The Unapologetic Mathematician

Mathematics for the interested outsider

Internal Hom Functors

As Todd Trimble pointed out, things get really nice when a category is enriched over itself. That is, the morphisms from one object to another in \mathcal{V} themselves have the structure of an object of \mathcal{V}. This trivially the case for \mathbf{Set}, because there’s a set of functions from one set to another. We also know that in \mathbf{Ab} there’s an abelian group of homomorphisms from one abelian group to another.
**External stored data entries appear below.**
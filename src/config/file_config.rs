use crate::background_jobs::jobs::{ArchiveConfig, CleanupConfig, RankingConfig, ScraperConfig};
use anyhow::{Context, Result};
use serde::Deserialize;
use std::collections::HashMap;
use std::path::Path;

#[derive(Debug, Deserialize, Default)]
#[serde(default)]
pub struct FileConfig {
    // Core settings (can override CLI)
    pub db_path: Option<String>,
    pub metrics_port: Option<u16>,

    /// Per-job overrides, keyed by job name.
    pub jobs: HashMap<String, JobFileConfig>,
    pub retry: Option<RetryFileConfig>,

    // Job settings; missing keys keep their defaults
    pub rankings: Option<RankingConfig>,
    pub archive: Option<ArchiveConfig>,
    pub cleanup: Option<CleanupConfig>,
    pub scraper: Option<ScraperConfig>,
}

#[derive(Debug, Deserialize, Default, Clone)]
#[serde(default)]
pub struct JobFileConfig {
    pub enabled: Option<bool>,
    pub schedule: Option<String>,
    pub timeout_secs: Option<u64>,
    pub retry_attempts: Option<u32>,
}

#[derive(Debug, Deserialize, Default, Clone)]
#[serde(default)]
pub struct RetryFileConfig {
    pub backoff_base_secs: Option<u64>,
}

impl FileConfig {
    pub fn load(path: &Path) -> Result<Self> {
        let content = std::fs::read_to_string(path)
            .with_context(|| format!("Failed to read config file: {:?}", path))?;
        toml::from_str(&content).with_context(|| format!("Failed to parse config file: {:?}", path))
    }
}
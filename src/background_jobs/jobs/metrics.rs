//! Metrics aggregation background job.
//!
//! Computes fighter, event and finish statistics and stores each as a JSON
//! snapshot. All three are attempted even if one fails; the ranking summary
//! is refreshed once they all succeeded.

use crate::background_jobs::{BackgroundJob, FanOut, JobContext, JobError};
use crate::datastore::{MetricKind, RankingStore, StatsStore};
use async_trait::async_trait;
use chrono::{Duration as ChronoDuration, Utc};
use serde::Serialize;
use std::sync::Arc;
use tracing::{debug, info};

#[derive(Clone)]
pub struct MetricsJob {
    stats: Arc<dyn StatsStore>,
    rankings: Arc<dyn RankingStore>,
}

impl MetricsJob {
    pub fn new<S>(store: Arc<S>) -> Self
    where
        S: StatsStore + RankingStore + 'static,
    {
        Self {
            stats: store.clone(),
            rankings: store,
        }
    }

    async fn store<T: Serialize>(
        &self,
        ctx: &JobContext,
        kind: MetricKind,
        value: &T,
    ) -> Result<(), JobError> {
        ctx.check()?;
        let data = serde_json::to_value(value).map_err(|e| {
            JobError::ExecutionFailed(format!("Failed to encode {}: {}", kind.as_str(), e))
        })?;
        self.stats.store_metric(kind, &data, Utc::now()).await?;
        debug!("[{}] stored {} snapshot", ctx.job_id, kind.as_str());
        Ok(())
    }

    async fn fighter_stats(&self, ctx: &JobContext) -> Result<(), JobError> {
        let stats = self.stats.fighter_stats().await?;
        self.store(ctx, MetricKind::FighterStats, &stats).await
    }

    async fn event_stats(&self, ctx: &JobContext) -> Result<(), JobError> {
        let since = Utc::now() - ChronoDuration::days(365);
        let stats = self.stats.event_stats(since).await?;
        self.store(ctx, MetricKind::EventStats, &stats).await
    }

    async fn finish_stats(&self, ctx: &JobContext) -> Result<(), JobError> {
        let stats = self.stats.finish_stats().await?;
        self.store(ctx, MetricKind::FinishStats, &stats).await
    }
}

#[async_trait]
impl BackgroundJob for MetricsJob {
    fn id(&self) -> &'static str {
        "metrics"
    }

    fn name(&self) -> &'static str {
        "Metrics"
    }

    fn description(&self) -> &'static str {
        "Aggregate fighter, event and finish statistics"
    }

    async fn run(&self, ctx: &JobContext) -> Result<(), JobError> {
        ctx.check()?;

        let mut group = FanOut::new(ctx);
        let job = self.clone();
        group.spawn("fighter_stats", move |ctx| async move { job.fighter_stats(&ctx).await });
        let job = self.clone();
        group.spawn("event_stats", move |ctx| async move { job.event_stats(&ctx).await });
        let job = self.clone();
        group.spawn("finish_stats", move |ctx| async move { job.finish_stats(&ctx).await });
        group.join_all().await?;

        self.rankings.refresh_ranking_views().await?;
        info!("[{}] metrics updated", ctx.job_id);
        Ok(())
    }
}

#[cfg(test)]
mod tests {
    use super::*;
    use crate::datastore::{Fighter, SqliteDatastore};
    use std::time::Duration;
    use tempfile::TempDir;
    use tokio_util::sync::CancellationToken;
    use uuid::Uuid;

    #[tokio::test]
    async fn test_metrics_snapshots_stored() {
        let temp_dir = TempDir::new().unwrap();
        let store = Arc::new(SqliteDatastore::new(temp_dir.path().join("mma.db")).unwrap());
        let mut fighter = Fighter::new("a", "A", "featherweight");
        fighter.age = Some(29);
        store.insert_fighter(&fighter).unwrap();

        let job = MetricsJob::new(store.clone());
        assert_eq!(job.id(), "metrics");
        let ctx = JobContext::new(
            job.id(),
            Uuid::new_v4(),
            CancellationToken::new(),
            Duration::from_secs(30),
        );
        job.run(&ctx).await.unwrap();

        let fighters = store.latest_metric(MetricKind::FighterStats).unwrap().unwrap();
        assert_eq!(fighters["total_active"], 1);
        assert_eq!(fighters["weight_class_distribution"]["featherweight"], 1);

        let events = store.latest_metric(MetricKind::EventStats).unwrap().unwrap();
        assert_eq!(events["total_events"], 0);
        assert!(events["average_attendance"].is_null());

        assert!(store.latest_metric(MetricKind::FinishStats).unwrap().is_some());
    }
}
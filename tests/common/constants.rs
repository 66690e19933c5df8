//! Shared constants for end-to-end tests

#![allow(dead_code)]

// ============================================================================
// Promotions and divisions
// ============================================================================

pub const PROMOTION_1_ID: &str = "ufc";
pub const PROMOTION_2_ID: &str = "bellator";

pub const LIGHTWEIGHT: &str = "lightweight";
pub const WELTERWEIGHT: &str = "welterweight";

// ============================================================================
// Fighters
// ============================================================================

/// Lightweights of promotion 1
pub const FIGHTER_A: &str = "ufc-a";
pub const FIGHTER_B: &str = "ufc-b";

/// Welterweights of promotion 2
pub const FIGHTER_C: &str = "bel-c";
pub const FIGHTER_D: &str = "bel-d";
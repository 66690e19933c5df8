use anyhow::{bail, Context, Result};
use clap::{Parser, Subcommand};
use std::path::PathBuf;
use std::sync::Arc;
use std::time::Duration;
use tokio_util::sync::CancellationToken;
use tracing::{error, info, level_filters::LevelFilter};
use tracing_subscriber::{layer::SubscriberExt, util::SubscriberInitExt, EnvFilter};

use mma_scheduler::background_jobs::jobs::{
    ArchiveJob, CleanupJob, MetricsJob, NoOpMediaArchiver, RankingsJob, ScrapingJob,
};
use mma_scheduler::background_jobs::{RunOutcome, Scheduler};
use mma_scheduler::config::{AppConfig, CliConfig, FileConfig};
use mma_scheduler::datastore::SqliteDatastore;
use mma_scheduler::scraper::HttpScraperClient;
use mma_scheduler::server::{run_metrics_server, MetricsSink, PrometheusMetrics};

/// How long in-flight runs get to stop after Ctrl-C.
const SHUTDOWN_GRACE: Duration = Duration::from_secs(30);

fn parse_path(s: &str) -> Result<PathBuf> {
    let path_buf = PathBuf::from(s);
    let original_path = match path_buf.canonicalize() {
        Ok(path) => path,
        Err(msg) => {
            if msg.kind() == std::io::ErrorKind::NotFound {
                path_buf
            } else {
                return Err(msg).with_context(|| format!("Error resolving path: {}", s));
            }
        }
    };
    if original_path.is_absolute() {
        return Ok(original_path);
    }
    let cwd = std::env::current_dir()?;
    Ok(cwd.join(original_path))
}

#[derive(Parser, Debug)]
#[clap(version, about = "Runs the fight data maintenance jobs on their schedules")]
struct CliArgs {
    /// Path to the SQLite database file.
    #[clap(long, value_parser = parse_path)]
    pub db_path: Option<PathBuf>,

    /// Path to a TOML config file. Its values override the CLI arguments.
    #[clap(long, value_parser = parse_path)]
    pub config: Option<PathBuf>,

    /// The port for the metrics server (Prometheus scraping). 0 disables it.
    #[clap(long, default_value_t = 9091)]
    pub metrics_port: u16,

    #[clap(subcommand)]
    pub command: Option<Command>,
}

#[derive(Subcommand, Debug, Clone)]
enum Command {
    /// Run the scheduler until interrupted (default).
    Serve,
    /// Run one job now and wait for it to finish.
    Run {
        /// Name of the job, e.g. "rankings".
        job: String,
    },
    /// Print the configured jobs.
    List,
}

fn build_scheduler(
    config: &AppConfig,
    store: Arc<SqliteDatastore>,
    metrics: Arc<dyn MetricsSink>,
) -> Result<Scheduler> {
    let mut scheduler = Scheduler::new(config.jobs.clone(), config.retry, metrics);

    let scraper = Arc::new(HttpScraperClient::new(
        &config.scraper.base_url,
        config.scraper.timeout_secs,
    )?);

    scheduler.register_job(Arc::new(RankingsJob::new(
        store.clone(),
        config.rankings.clone(),
    )))?;
    scheduler.register_job(Arc::new(ScrapingJob::new(
        store.clone(),
        scraper,
        config.scraper.clone(),
    )))?;
    scheduler.register_job(Arc::new(CleanupJob::new(
        store.clone(),
        config.cleanup.clone(),
    )))?;
    scheduler.register_job(Arc::new(ArchiveJob::new(
        store.clone(),
        Arc::new(NoOpMediaArchiver),
        config.archive.clone(),
    )))?;
    scheduler.register_job(Arc::new(MetricsJob::new(store)))?;

    Ok(scheduler)
}

async fn serve(
    config: &AppConfig,
    mut scheduler: Scheduler,
    metrics: Arc<PrometheusMetrics>,
) -> Result<()> {
    let shutdown = CancellationToken::new();

    let metrics_task = if config.metrics_port != 0 {
        Some(tokio::spawn(run_metrics_server(
            metrics,
            config.metrics_port,
            shutdown.clone(),
        )))
    } else {
        info!("Metrics endpoint disabled");
        None
    };

    scheduler.start()?;
    info!(
        "Scheduler running with {} scheduled jobs",
        scheduler.scheduled_count()
    );

    tokio::signal::ctrl_c()
        .await
        .context("Failed to listen for shutdown signal")?;
    info!("Shutdown requested");

    scheduler.shutdown(SHUTDOWN_GRACE).await;
    shutdown.cancel();

    if let Some(task) = metrics_task {
        match task.await {
            Ok(Ok(())) => {}
            Ok(Err(e)) => error!("Metrics server failed: {:#}", e),
            Err(e) => error!("Metrics server task failed: {}", e),
        }
    }
    Ok(())
}

async fn run_once(scheduler: &Scheduler, job: &str) -> Result<()> {
    match scheduler.run_job_now(job).await? {
        RunOutcome::Succeeded { attempts } => {
            info!("Job {} succeeded after {} attempt(s)", job, attempts);
            Ok(())
        }
        RunOutcome::Failed(e) => bail!("Job {} failed: {}", job, e),
        RunOutcome::Skipped => bail!("Job {} is already running", job),
    }
}

fn print_jobs(scheduler: &Scheduler) {
    for job in scheduler.list_jobs() {
        let next_run = job
            .next_run_at
            .map(|t| t.to_rfc3339())
            .unwrap_or_else(|| "-".to_string());
        println!(
            "{:<10} {:<8} {:<16} timeout={}s retries={} next={}",
            job.id,
            if job.enabled { "enabled" } else { "disabled" },
            job.schedule,
            job.timeout_secs,
            job.max_retries,
            next_run
        );
    }
}

#[tokio::main]
async fn main() -> Result<()> {
    let cli_args = CliArgs::parse();

    tracing_subscriber::registry()
        .with(tracing_subscriber::fmt::layer())
        .with(
            EnvFilter::builder()
                .with_default_directive(LevelFilter::INFO.into())
                .with_env_var("LOG_LEVEL")
                .from_env_lossy(),
        )
        .try_init()
        .context("Failed to initialize logging")?;

    let file_config = match &cli_args.config {
        Some(path) => {
            info!("Loading config file {:?}", path);
            Some(FileConfig::load(path)?)
        }
        None => None,
    };
    let cli_config = CliConfig {
        db_path: cli_args.db_path.clone(),
        metrics_port: cli_args.metrics_port,
    };
    let config = AppConfig::resolve(&cli_config, file_config)?;

    info!("Opening SQLite datastore at {:?}...", config.db_path);
    let store = Arc::new(SqliteDatastore::new(&config.db_path)?);

    info!("Initializing metrics...");
    let metrics = Arc::new(PrometheusMetrics::new().context("Failed to initialize metrics")?);

    let scheduler = build_scheduler(&config, store, metrics.clone())?;

    match cli_args.command.unwrap_or(Command::Serve) {
        Command::Serve => serve(&config, scheduler, metrics).await,
        Command::Run { job } => run_once(&scheduler, &job).await,
        Command::List => {
            print_jobs(&scheduler);
            Ok(())
        }
    }
}
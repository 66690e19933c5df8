//! Common test infrastructure
//!
//! Every test gets its own SQLite datastore in a temporary directory.
//! Tests should only import from this module, not from internal submodules.
//!
//! # Example
//!
//! ```no_run
//! mod common;
//! use common::{TestDatastore, PROMOTION_1_ID};
//!
//! #[tokio::test]
//! async fn test_something() {
//!     let db = TestDatastore::new();
//!     db.add_promotion(PROMOTION_1_ID, "UFC");
//! }
//! ```

mod constants;
mod fixtures;

// Public API - this is what tests import
pub use constants::*;
pub use fixtures::{days_ago, job_definitions, TestDatastore};
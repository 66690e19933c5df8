//! MMA Scheduler Library
//!
//! Background job orchestration for the fight data platform: cron
//! scheduling, single-flight runs with retries, and the maintenance jobs
//! themselves. Modules are exposed for the binary and for testing.

pub mod background_jobs;
pub mod config;
pub mod datastore;
pub mod scraper;
pub mod server;

// Re-export commonly used types for convenience
pub use background_jobs::{BackgroundJob, JobContext, JobError, Scheduler, SchedulerError};
pub use datastore::SqliteDatastore;
pub use server::{MetricsSink, NoopMetrics, PrometheusMetrics};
We say that the category has an “internal hom functor”, because the hom functor lands back inside the category itself, rather than in the category of sets.

For the moment, let’s consider a category \mathcal{V} that is not only monoidal (which is needed to have an enriched category), but also symmetric and closed. Remember that “closed” means we have an adjunction \underline{\hphantom{X}}\otimes B\dashv (\underline{\hphantom{X}})^B for each object B. In \mathbf{Set} the set A^B is the set of functions from B to A, while in \mathbf{Ab} it’s the abelian group of homomorphisms from B to A. We see that these are already the internal hom functors we’re looking for in these situations.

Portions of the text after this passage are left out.